After thawing, sperm motility and motion parameters, plasma membrane and acrosome integrity, apoptosis status and mitochondrial
activity were evaluated. The results shown that total and progressive motility (54.43 +/- 1.33% and 25.43 +/- 0.96%, respectively) were significantly higher in SL1.5 when compared to other semen extenders. Sperm motion parameters (VAP, JQ-EZ-05 VSL, VCL, ALH and STR) were significantly higher in SL1.5 compared to other extender, with the exception of SL1 extender. Plasma membrane integrity (48.86 +/- 1.38%) was significantly higher in SL1.5 when compared to other semen extenders. Also, percentage of spermatozoa with intact acrosome in SL1.5 (85.35 +/- 2.19%) extender was significantly higher than that in SL0.5, SL2.5 and EYT extenders. The results showed that the proportion of live post-thawed sperm was significantly increased in SL1.5 extender compared Ralimetinib manufacturer to SL0.5, SL2 and EYT extenders. In addition, SL1, SL1.5 and SL2.5 extenders resulted in significantly lower percentage of early-apoptotic sperm than that in EYT extender. There were no significant
differences in different semen extenders for percentage of post-thawed necrotic and late-apoptotic spermatozoa. Also, the results indicated that there are slight differences for percentage of live spermatozoa with active mitochondria between extenders. In conclusion, SL1.5 extender was better than other extenders in most in vitro evaluated sperm parameters.”

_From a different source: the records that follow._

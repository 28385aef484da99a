//! HTTP server startup and graceful shutdown.

use axum::Router;

use transmute_core::Config;

pub async fn start_server(config: &Config, router: Router) -> Result<(), anyhow::Error> {
    let addr = format!("{}:{}", config.server_host, config.server_port);
    let listener = tokio::net::TcpListener::bind(&addr).await?;

    tracing::info!(
        addr = %addr,
        environment = %config.environment,
        "transmute listening"
    );

    axum::serve(listener, router)
        .with_graceful_shutdown(shutdown_signal())
        .await?;

    Ok(())
}

async fn shutdown_signal() {
    if let Err(e) = tokio::signal::ctrl_c().await {
        tracing::error!(error = %e, "Failed to listen for shutdown signal");
        return;
    }
    tracing::info!("Shutdown signal received");
}
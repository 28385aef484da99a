//! OpenAPI document served at /api-docs/openapi.json.

use axum::Json;
use utoipa::OpenApi;

use crate::error::ErrorResponse;
use crate::handlers::conversions::{
    ConversionItem, ConversionListResponse, ConversionRequest, ConversionResponse,
    SourceFileMetadata,
};
use crate::handlers::files::{
    BatchDownloadRequest, BulkDeleteResponse, BulkItemError, FileListResponse, FileMetadata,
    MessageResponse, UploadMetadata, UploadResponse,
};
use crate::handlers::health::AppInfo;
use crate::handlers::jobs::{JobListResponse, JobResponse};
use transmute_core::models::{
    AppSettings, ConversionParams, JobError, JobErrorKind, JobStats, JobStatus, Quality,
    SettingsUpdate, Theme,
};

#[derive(OpenApi)]
#[openapi(
    info(
        title = "transmute",
        description = "Self-hosted file conversion service",
        license(name = "MIT")
    ),
    components(schemas(
        AppInfo,
        AppSettings,
        BatchDownloadRequest,
        BulkDeleteResponse,
        BulkItemError,
        ConversionItem,
        ConversionListResponse,
        ConversionParams,
        ConversionRequest,
        ConversionResponse,
        ErrorResponse,
        FileListResponse,
        FileMetadata,
        JobError,
        JobErrorKind,
        JobListResponse,
        JobResponse,
        JobStats,
        JobStatus,
        MessageResponse,
        Quality,
        SettingsUpdate,
        SourceFileMetadata,
        Theme,
        UploadMetadata,
        UploadResponse,
    ))
)]
pub struct ApiDoc;

pub async fn openapi_json() -> Json<utoipa::openapi::OpenApi> {
    Json(ApiDoc::openapi())
}
//! Job read API: status, progress, and error surfacing.

use axum::extract::{Path, Query, State};
use axum::Json;
use chrono::{DateTime, Utc};
use serde::{Deserialize, Serialize};
use std::sync::Arc;
use utoipa::ToSchema;
use uuid::Uuid;

use transmute_core::models::{ConversionJob, JobError, JobStats, JobStatus};
use transmute_core::AppError;

use crate::error::HttpAppError;
use crate::state::AppState;

#[derive(Debug, Serialize, ToSchema)]
pub struct JobResponse {
    pub id: Uuid,
    pub status: JobStatus,
    pub progress: i32,
    pub input_format: String,
    pub output_format: String,
    pub source_file_id: Uuid,
    pub output_file_id: Option<Uuid>,
    pub error: Option<JobError>,
    pub created_at: DateTime<Utc>,
    pub started_at: Option<DateTime<Utc>>,
    pub finished_at: Option<DateTime<Utc>>,
}

impl From<ConversionJob> for JobResponse {
    fn from(job: ConversionJob) -> Self {
        Self {
            id: job.id,
            status: job.status,
            progress: job.progress,
            input_format: job.input_format,
            output_format: job.output_format,
            source_file_id: job.source_file_id,
            output_file_id: job.output_file_id,
            error: job.error,
            created_at: job.created_at,
            started_at: job.started_at,
            finished_at: job.finished_at,
        }
    }
}

#[derive(Debug, Deserialize)]
pub struct JobListQuery {
    pub status: Option<String>,
}

#[derive(Debug, Serialize, ToSchema)]
pub struct JobListResponse {
    pub jobs: Vec<JobResponse>,
    pub count: usize,
}

/// List jobs, optionally filtered by status.
pub async fn list_jobs(
    State(state): State<Arc<AppState>>,
    Query(query): Query<JobListQuery>,
) -> Result<Json<JobListResponse>, HttpAppError> {
    let status = query
        .status
        .as_deref()
        .map(|raw| {
            raw.parse::<JobStatus>()
                .map_err(|e| AppError::InvalidInput(e.to_string()))
        })
        .transpose()?;

    let jobs = state.jobs.list(status).await?;
    let jobs: Vec<JobResponse> = jobs.into_iter().map(JobResponse::from).collect();
    let count = jobs.len();

    Ok(Json(JobListResponse { jobs, count }))
}

/// Get one job by id.
pub async fn get_job(
    State(state): State<Arc<AppState>>,
    Path(id): Path<Uuid>,
) -> Result<Json<JobResponse>, HttpAppError> {
    let job = state
        .jobs
        .get(id)
        .await?
        .ok_or_else(|| AppError::NotFound("Job not found".to_string()))?;

    Ok(Json(JobResponse::from(job)))
}

/// Aggregated job counts.
pub async fn job_stats(
    State(state): State<Arc<AppState>>,
) -> Result<Json<JobStats>, HttpAppError> {
    let stats = state.jobs.stats().await?;
    Ok(Json(stats))
}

“To distinguish hypertrophic cardiomyopathy (HCM) from hypertensive left ventricular hypertrophy (H-LVH) based on a morphological examination is often challenging. Growth differentiation factor 15 (GDF-15) is a novel diagnostic and prognostic biomarker for several cardiovascular diseases. In patients with LVH, GDF-15 promises to be a useful biomarker to
distinguish between HCM and H-LVH. We evaluated 93 patients with H-LVH, 28 with HCM, and 28 disease BMS-345541 molecular weight control individuals. Serum GDF-15 concentrations were measured with an enzyme-linked immunosorbent assay. Circulating GDF-15 levels were significantly higher in patients with H-LVH than with HCM (P = 0.003). On the other hand, values for plasma B-type natriuretic peptide (BNP) levels were significantly lower in patients with H-LVH than with HCM (P = 0.004). Serum GDF-15 and plasma BNP levels positively correlated in patients with H-LVH but not with HCM. Multivariate logistic regression analysis revealed GDF-15 (odds ratio 12.06, confidence interval 1.85-78.77, P < 0.01) as an independent predictor of H-LVH among patients with LVH. In receiver-operating characteristic analysis, GDF-15 achieved an area under the curve of 0.70 for the identification of H-LVH. We found that GDF-15 might be a useful biomarker for discriminating HCM from H-LVH. Understanding serum GDF-15 values may have clinical utility for patients with LVH because the therapeutic strategies for treating HCM and H-LVH differ.